YOUR TASK - Search the listing for the string "timeout". Copy every line that has it.

DATA -
- Opening Delimiter -

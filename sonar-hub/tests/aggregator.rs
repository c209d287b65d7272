use std::sync::{Arc, Mutex};
use std::time::Duration;

use sonar_core::{Channel, Distance, RawFrame, Snapshot};
use sonar_edge::{Diagnostic, MockUart, SensorLink};
use sonar_hub::{AggregateStore, Aggregator, DisplayError, DisplaySink};

const REFRESH: Duration = Duration::from_millis(1000);
const PAUSE: Duration = Duration::from_millis(100);

#[derive(Clone, Default)]
struct RecordingDisplay {
    shown: Arc<Mutex<Vec<Snapshot>>>,
    diagnostics: Arc<Mutex<Vec<String>>>,
    fail_init: bool,
}

impl DisplaySink for RecordingDisplay {
    fn init(&mut self) -> Result<(), DisplayError> {
        if self.fail_init {
            return Err(DisplayError::InitFailed("no display at 0x3C".into()));
        }
        Ok(())
    }

    fn show(&mut self, snapshot: &Snapshot) {
        self.shown.lock().unwrap().push(*snapshot);
    }

    fn diagnostic(&mut self, diagnostic: &Diagnostic) {
        self.diagnostics.lock().unwrap().push(diagnostic.to_string());
    }
}

fn links(left: &MockUart, right: &MockUart) -> Vec<SensorLink> {
    let timeout = Duration::from_millis(500);
    vec![
        SensorLink::new(Channel::Left, Box::new(left.clone()), timeout),
        SensorLink::new(Channel::Right, Box::new(right.clone()), timeout),
    ]
}

#[tokio::test(start_paused = true)]
async fn tick_records_local_channels() {
    let (left, right) = (MockUart::new(), MockUart::new());
    left.respond_with(&RawFrame::for_millimeters(1234).bytes());
    right.respond_with(&RawFrame::for_millimeters(456).bytes());

    let store = AggregateStore::new();
    let display = RecordingDisplay::default();
    let mut aggregator = Aggregator::new(
        links(&left, &right),
        store.clone(),
        Box::new(display.clone()),
        REFRESH,
        PAUSE,
    )
    .unwrap();

    aggregator.tick().await;

    let snapshot = store.snapshot().await;
    assert_eq!(snapshot.get(Channel::Left), Distance::from_cm(123));
    assert_eq!(snapshot.get(Channel::Right), Distance::from_cm(45));
    assert_eq!(snapshot.get(Channel::Front), Distance::Unavailable);
    assert!(display.diagnostics.lock().unwrap().is_empty());
}

#[tokio::test(start_paused = true)]
async fn failed_poll_overwrites_previous_value() {
    let (left, right) = (MockUart::new(), MockUart::new());
    left.respond_with(&RawFrame::for_millimeters(1000).bytes());
    left.respond_with(&[0xFF, 0x04, 0xD2, 0x07]);
    right.respond_with(&RawFrame::for_millimeters(1000).bytes());
    right.respond_with(&RawFrame::for_millimeters(2000).bytes());

    let store = AggregateStore::new();
    let display = RecordingDisplay::default();
    let mut aggregator = Aggregator::new(
        links(&left, &right),
        store.clone(),
        Box::new(display.clone()),
        REFRESH,
        PAUSE,
    )
    .unwrap();

    aggregator.tick().await;
    aggregator.tick().await;

    let snapshot = store.snapshot().await;
    assert_eq!(snapshot.get(Channel::Left), Distance::Unavailable);
    assert_eq!(snapshot.get(Channel::Right), Distance::from_cm(200));

    let diagnostics = display.diagnostics.lock().unwrap();
    assert_eq!(diagnostics.len(), 1);
    assert!(diagnostics[0].starts_with("Left: checksum mismatch"));
}

#[tokio::test(start_paused = true)]
async fn local_polling_keeps_pushed_channels() {
    let (left, right) = (MockUart::new(), MockUart::new());
    let store = AggregateStore::new();
    store.record(Channel::Front, Distance::from_cm(42)).await;

    let mut aggregator = Aggregator::new(
        links(&left, &right),
        store.clone(),
        Box::new(RecordingDisplay::default()),
        REFRESH,
        PAUSE,
    )
    .unwrap();

    aggregator.tick().await;

    assert_eq!(store.snapshot().await.get(Channel::Front), Distance::from_cm(42));
}

#[tokio::test(start_paused = true)]
async fn display_refreshes_once_per_interval() {
    let (left, right) = (MockUart::new(), MockUart::new());
    for _ in 0..20 {
        left.respond_with(&RawFrame::for_millimeters(3000).bytes());
        right.respond_with(&RawFrame::for_millimeters(3000).bytes());
    }

    let display = RecordingDisplay::default();
    let mut aggregator = Aggregator::new(
        links(&left, &right),
        AggregateStore::new(),
        Box::new(display.clone()),
        REFRESH,
        PAUSE,
    )
    .unwrap();

    // 15 iterations 100 ms apart span 1.4 s: exactly one refresh
    for _ in 0..15 {
        aggregator.tick().await;
        tokio::time::sleep(PAUSE).await;
    }

    let shown = display.shown.lock().unwrap();
    assert_eq!(shown.len(), 1);
    assert_eq!(shown[0].get(Channel::Left), Distance::from_cm(300));
}

#[tokio::test]
async fn display_init_failure_is_fatal() {
    let (left, right) = (MockUart::new(), MockUart::new());
    let display = RecordingDisplay {
        fail_init: true,
        ..Default::default()
    };

    let result = Aggregator::new(
        links(&left, &right),
        AggregateStore::new(),
        Box::new(display),
        REFRESH,
        PAUSE,
    );

    assert!(matches!(result, Err(DisplayError::InitFailed(_))));
}
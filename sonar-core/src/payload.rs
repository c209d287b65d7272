use serde::{Deserialize, Serialize};

use crate::{Channel, Distance, Snapshot};

/// Why a push body was refused.
#[derive(Debug, thiserror::Error)]
pub enum PayloadError {
    #[error("No data received")]
    Empty,

    #[error("Invalid JSON: {0}")]
    Malformed(#[from] serde_json::Error),
}

/// Body served by the pull endpoint: every channel, `-1` when unavailable.
#[derive(Debug, Clone, Copy, PartialEq, Eq, Serialize, Deserialize)]
pub struct PullBody {
    pub left: Distance,
    pub right: Distance,
    pub under: Distance,
    pub front: Distance,
    pub back: Distance,
}

impl From<&Snapshot> for PullBody {
    fn from(snapshot: &Snapshot) -> Self {
        Self {
            left: snapshot.get(Channel::Left),
            right: snapshot.get(Channel::Right),
            under: snapshot.get(Channel::Under),
            front: snapshot.get(Channel::Front),
            back: snapshot.get(Channel::Back),
        }
    }
}

impl From<PullBody> for Snapshot {
    fn from(body: PullBody) -> Self {
        let mut snapshot = Snapshot::default();
        snapshot.set(Channel::Left, body.left);
        snapshot.set(Channel::Right, body.right);
        snapshot.set(Channel::Under, body.under);
        snapshot.set(Channel::Front, body.front);
        snapshot.set(Channel::Back, body.back);
        snapshot
    }
}

/// Readings pushed from the relay node. Absent fields leave the hub's
/// slot untouched.
#[derive(Debug, Clone, Copy, PartialEq, Eq, Default, Serialize, Deserialize)]
pub struct PushPayload {
    #[serde(default, skip_serializing_if = "Option::is_none")]
    pub front: Option<Distance>,
    #[serde(default, skip_serializing_if = "Option::is_none")]
    pub back: Option<Distance>,
    /// Reserved for a third source; the relay never fills it.
    #[serde(default, skip_serializing_if = "Option::is_none")]
    pub under: Option<Distance>,
}

impl PushPayload {
    /// Parses a raw request body.
    ///
    /// A blank body is [`PayloadError::Empty`]; anything other than a JSON
    /// object whose known fields are integers is [`PayloadError::Malformed`].
    pub fn parse(body: &[u8]) -> Result<Self, PayloadError> {
        if body.iter().all(u8::is_ascii_whitespace) {
            return Err(PayloadError::Empty);
        }

        // Parsing into a map first keeps JSON arrays from being accepted as
        // positional struct fields.
        let object: serde_json::Map<String, serde_json::Value> = serde_json::from_slice(body)?;
        Ok(serde_json::from_value(serde_json::Value::Object(object))?)
    }

    /// The channels carried by this payload and their values.
    pub fn fields(&self) -> impl Iterator<Item = (Channel, Distance)> {
        [
            (Channel::Front, self.front),
            (Channel::Back, self.back),
            (Channel::Under, self.under),
        ]
        .into_iter()
        .filter_map(|(channel, distance)| distance.map(|d| (channel, d)))
    }

    pub fn is_empty(&self) -> bool {
        self.fields().next().is_none()
    }
}
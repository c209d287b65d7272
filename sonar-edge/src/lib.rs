pub mod cadence;
pub mod config;
pub mod sensor;
pub mod transport;

pub use cadence::Cadence;
pub use config::{LinkConfig, NodeConfig, UartConfig};
pub use sensor::{Diagnostic, LinkError, SensorLink};
pub use transport::{MockUart, SerialUart, SimulatedUart, Uart};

- Closing Delimiter -

EXERCISE RESULT -
    let timeout = Duration::from_millis(500);
        SensorLink::new(Channel::Left, Box::new(left.clone()), timeout),
        SensorLink::new(Channel::Right, Box::new(right.clone()), timeout),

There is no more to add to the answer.